> **Your goal**
Word for word, restate every record.

Saved data entries

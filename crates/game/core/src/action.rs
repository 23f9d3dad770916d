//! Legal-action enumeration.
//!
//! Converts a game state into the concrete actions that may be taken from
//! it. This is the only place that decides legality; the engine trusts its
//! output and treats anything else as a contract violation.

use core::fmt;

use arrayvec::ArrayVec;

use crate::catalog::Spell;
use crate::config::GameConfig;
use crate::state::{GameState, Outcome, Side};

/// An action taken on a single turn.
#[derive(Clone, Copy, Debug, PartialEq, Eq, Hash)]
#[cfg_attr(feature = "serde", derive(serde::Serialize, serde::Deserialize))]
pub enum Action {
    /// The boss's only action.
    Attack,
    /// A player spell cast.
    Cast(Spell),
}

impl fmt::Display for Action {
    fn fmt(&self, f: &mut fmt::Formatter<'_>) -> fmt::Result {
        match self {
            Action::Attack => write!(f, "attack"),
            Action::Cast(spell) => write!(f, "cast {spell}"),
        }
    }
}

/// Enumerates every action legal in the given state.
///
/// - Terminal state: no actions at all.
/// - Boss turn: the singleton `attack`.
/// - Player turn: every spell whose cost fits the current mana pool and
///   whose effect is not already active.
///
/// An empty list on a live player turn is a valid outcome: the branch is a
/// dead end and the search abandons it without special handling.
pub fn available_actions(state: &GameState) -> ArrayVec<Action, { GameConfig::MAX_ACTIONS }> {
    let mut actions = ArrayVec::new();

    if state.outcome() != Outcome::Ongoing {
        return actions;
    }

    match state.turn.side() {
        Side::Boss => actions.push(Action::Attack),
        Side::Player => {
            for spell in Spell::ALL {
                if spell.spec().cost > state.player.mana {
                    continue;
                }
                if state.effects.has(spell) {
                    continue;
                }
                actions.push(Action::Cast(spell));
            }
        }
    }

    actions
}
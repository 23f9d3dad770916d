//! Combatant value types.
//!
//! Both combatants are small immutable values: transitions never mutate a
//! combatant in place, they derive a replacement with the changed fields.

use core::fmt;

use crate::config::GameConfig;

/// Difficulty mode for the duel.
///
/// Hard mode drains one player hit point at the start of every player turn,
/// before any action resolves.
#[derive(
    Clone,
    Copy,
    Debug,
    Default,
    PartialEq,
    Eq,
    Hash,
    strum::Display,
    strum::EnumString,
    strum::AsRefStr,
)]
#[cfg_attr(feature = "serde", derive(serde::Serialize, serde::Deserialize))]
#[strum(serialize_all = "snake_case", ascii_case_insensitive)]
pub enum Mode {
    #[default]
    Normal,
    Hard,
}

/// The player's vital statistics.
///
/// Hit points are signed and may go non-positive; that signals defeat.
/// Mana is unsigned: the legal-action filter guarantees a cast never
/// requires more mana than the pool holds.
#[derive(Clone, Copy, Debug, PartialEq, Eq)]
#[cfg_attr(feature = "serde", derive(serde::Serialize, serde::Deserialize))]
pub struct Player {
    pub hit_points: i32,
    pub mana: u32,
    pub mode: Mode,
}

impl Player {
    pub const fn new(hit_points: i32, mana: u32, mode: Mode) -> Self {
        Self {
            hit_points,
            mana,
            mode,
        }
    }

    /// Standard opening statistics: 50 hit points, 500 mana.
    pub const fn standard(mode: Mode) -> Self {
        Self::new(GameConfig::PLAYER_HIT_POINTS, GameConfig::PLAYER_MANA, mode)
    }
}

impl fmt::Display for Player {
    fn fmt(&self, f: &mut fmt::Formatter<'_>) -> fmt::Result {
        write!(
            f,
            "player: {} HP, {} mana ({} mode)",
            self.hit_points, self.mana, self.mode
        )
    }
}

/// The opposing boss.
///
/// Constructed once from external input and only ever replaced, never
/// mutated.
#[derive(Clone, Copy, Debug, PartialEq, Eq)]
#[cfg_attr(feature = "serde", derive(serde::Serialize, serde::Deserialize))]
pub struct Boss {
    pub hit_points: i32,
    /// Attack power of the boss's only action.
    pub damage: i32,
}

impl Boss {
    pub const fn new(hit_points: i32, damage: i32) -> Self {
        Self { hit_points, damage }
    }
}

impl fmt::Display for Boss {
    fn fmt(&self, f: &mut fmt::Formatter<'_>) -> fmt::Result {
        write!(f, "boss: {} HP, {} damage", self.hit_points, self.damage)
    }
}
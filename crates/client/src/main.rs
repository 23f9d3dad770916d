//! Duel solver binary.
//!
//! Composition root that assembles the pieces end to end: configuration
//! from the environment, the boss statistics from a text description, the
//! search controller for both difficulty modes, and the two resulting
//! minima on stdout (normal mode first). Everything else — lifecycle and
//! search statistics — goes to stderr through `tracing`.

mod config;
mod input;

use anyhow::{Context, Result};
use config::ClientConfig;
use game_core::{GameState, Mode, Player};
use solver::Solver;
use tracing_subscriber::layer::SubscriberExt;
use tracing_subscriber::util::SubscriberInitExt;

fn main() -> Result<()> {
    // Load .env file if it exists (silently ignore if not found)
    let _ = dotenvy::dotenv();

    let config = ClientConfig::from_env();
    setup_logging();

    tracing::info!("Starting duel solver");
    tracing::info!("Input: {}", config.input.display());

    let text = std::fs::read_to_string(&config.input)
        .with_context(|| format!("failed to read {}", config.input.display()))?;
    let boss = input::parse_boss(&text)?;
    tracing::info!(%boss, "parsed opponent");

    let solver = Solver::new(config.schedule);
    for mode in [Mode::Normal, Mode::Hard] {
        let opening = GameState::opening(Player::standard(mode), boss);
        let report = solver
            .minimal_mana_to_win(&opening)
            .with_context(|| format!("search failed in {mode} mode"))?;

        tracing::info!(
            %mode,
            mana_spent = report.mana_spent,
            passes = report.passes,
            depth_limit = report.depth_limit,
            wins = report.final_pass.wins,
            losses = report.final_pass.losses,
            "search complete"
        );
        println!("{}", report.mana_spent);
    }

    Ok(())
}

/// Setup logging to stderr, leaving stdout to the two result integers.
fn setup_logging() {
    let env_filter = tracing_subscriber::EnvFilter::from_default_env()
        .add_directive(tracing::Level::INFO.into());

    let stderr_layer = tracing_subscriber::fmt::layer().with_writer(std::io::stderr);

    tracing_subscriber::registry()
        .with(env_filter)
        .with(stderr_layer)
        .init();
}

> **Exercise result**
filename crates/game/core/src/action.rs
repository 23f9d3dad770916d
//! Legal-action enumeration.
//!
//! Converts a game state into the concrete actions that may be taken from
//! it. This is the only place that decides legality; the engine trusts its
//! output and treats anything else as a contract violation.

use core::fmt;

use arrayvec::ArrayVec;

use crate::catalog::Spell;
use crate::config::GameConfig;
use crate::state::{GameState, Outcome, Side};

/// An action taken on a single turn.
#[derive(Clone, Copy, Debug, PartialEq, Eq, Hash)]
#[cfg_attr(feature = "serde", derive(serde::Serialize, serde::Deserialize))]
pub enum Action {
    /// The boss's only action.
    Attack,
    /// A player spell cast.
    Cast(Spell),
}

impl fmt::Display for Action {
    fn fmt(&self, f: &mut fmt::Formatter<'_>) -> fmt::Result {
        match self {
            Action::Attack => write!(f, "attack"),
            Action::Cast(spell) => write!(f, "cast {spell}"),
        }
    }
}

/// Enumerates every action legal in the given state.
///
/// - Terminal state: no actions at all.
/// - Boss turn: the singleton `attack`.
/// - Player turn: every spell whose cost fits the current mana pool and
///   whose effect is not already active.
///
/// An empty list on a live player turn is a valid outcome: the branch is a
/// dead end and the search abandons it without special handling.
pub fn available_actions(state: &GameState) -> ArrayVec<Action, { GameConfig::MAX_ACTIONS }> {
    let mut actions = ArrayVec::new();

    if state.outcome() != Outcome::Ongoing {
        return actions;
    }

    match state.turn.side() {
        Side::Boss => actions.push(Action::Attack),
        Side::Player => {
            for spell in Spell::ALL {
                if spell.spec().cost > state.player.mana {
                    continue;
                }
                if state.effects.has(spell) {
                    continue;
                }
                actions.push(Action::Cast(spell));
            }
        }
    }

    actions
}
repository 23f9d3dad770916d
//! Combatant value types.
//!
//! Both combatants are small immutable values: transitions never mutate a
//! combatant in place, they derive a replacement with the changed fields.

use core::fmt;

use crate::config::GameConfig;

/// Difficulty mode for the duel.
///
/// Hard mode drains one player hit point at the start of every player turn,
/// before any action resolves.
#[derive(
    Clone,
    Copy,
    Debug,
    Default,
    PartialEq,
    Eq,
    Hash,
    strum::Display,
    strum::EnumString,
    strum::AsRefStr,
)]
#[cfg_attr(feature = "serde", derive(serde::Serialize, serde::Deserialize))]
#[strum(serialize_all = "snake_case", ascii_case_insensitive)]
pub enum Mode {
    #[default]
    Normal,
    Hard,
}

/// The player's vital statistics.
///
/// Hit points are signed and may go non-positive; that signals defeat.
/// Mana is unsigned: the legal-action filter guarantees a cast never
/// requires more mana than the pool holds.
#[derive(Clone, Copy, Debug, PartialEq, Eq)]
#[cfg_attr(feature = "serde", derive(serde::Serialize, serde::Deserialize))]
pub struct Player {
    pub hit_points: i32,
    pub mana: u32,
    pub mode: Mode,
}

impl Player {
    pub const fn new(hit_points: i32, mana: u32, mode: Mode) -> Self {
        Self {
            hit_points,
            mana,
            mode,
        }
    }

    /// Standard opening statistics: 50 hit points, 500 mana.
    pub const fn standard(mode: Mode) -> Self {
        Self::new(GameConfig::PLAYER_HIT_POINTS, GameConfig::PLAYER_MANA, mode)
    }
}

impl fmt::Display for Player {
    fn fmt(&self, f: &mut fmt::Formatter<'_>) -> fmt::Result {
        write!(
            f,
            "player: {} HP, {} mana ({} mode)",
            self.hit_points, self.mana, self.mode
        )
    }
}

/// The opposing boss.
///
/// Constructed once from external input and only ever replaced, never
/// mutated.
#[derive(Clone, Copy, Debug, PartialEq, Eq)]
#[cfg_attr(feature = "serde", derive(serde::Serialize, serde::Deserialize))]
pub struct Boss {
    pub hit_points: i32,
    /// Attack power of the boss's only action.
    pub damage: i32,
}

impl Boss {
    pub const fn new(hit_points: i32, damage: i32) -> Self {
        Self { hit_points, damage }
    }
}

impl fmt::Display for Boss {
    fn fmt(&self, f: &mut fmt::Formatter<'_>) -> fmt::Result {
        write!(f, "boss: {} HP, {} damage", self.hit_points, self.damage)
    }
}
filename crates/client/src/main.rs
repository 23f9d3dad770916d
//! Duel solver binary.
//!
//! Composition root that assembles the pieces end to end: configuration
//! from the environment, the boss statistics from a text description, the
//! search controller for both difficulty modes, and the two resulting
//! minima on stdout (normal mode first). Everything else — lifecycle and
//! search statistics — goes to stderr through `tracing`.

mod config;
mod input;

use anyhow::{Context, Result};
use config::ClientConfig;
use game_core::{GameState, Mode, Player};
use solver::Solver;
use tracing_subscriber::layer::SubscriberExt;
use tracing_subscriber::util::SubscriberInitExt;

fn main() -> Result<()> {
    // Load .env file if it exists (silently ignore if not found)
    let _ = dotenvy::dotenv();

    let config = ClientConfig::from_env();
    setup_logging();

    tracing::info!("Starting duel solver");
    tracing::info!("Input: {}", config.input.display());

    let text = std::fs::read_to_string(&config.input)
        .with_context(|| format!("failed to read {}", config.input.display()))?;
    let boss = input::parse_boss(&text)?;
    tracing::info!(%boss, "parsed opponent");

    let solver = Solver::new(config.schedule);
    for mode in [Mode::Normal, Mode::Hard] {
        let opening = GameState::opening(Player::standard(mode), boss);
        let report = solver
            .minimal_mana_to_win(&opening)
            .with_context(|| format!("search failed in {mode} mode"))?;

        tracing::info!(
            %mode,
            mana_spent = report.mana_spent,
            passes = report.passes,
            depth_limit = report.depth_limit,
            wins = report.final_pass.wins,
            losses = report.final_pass.losses,
            "search complete"
        );
        println!("{}", report.mana_spent);
    }

    Ok(())
}

/// Setup logging to stderr, leaving stdout to the two result integers.
fn setup_logging() {
    let env_filter = tracing_subscriber::EnvFilter::from_default_env()
        .add_directive(tracing::Level::INFO.into());

    let stderr_layer = tracing_subscriber::fmt::layer().with_writer(std::io::stderr);

    tracing_subscriber::registry()
        .with(env_filter)
        .with(stderr_layer)
        .init();
}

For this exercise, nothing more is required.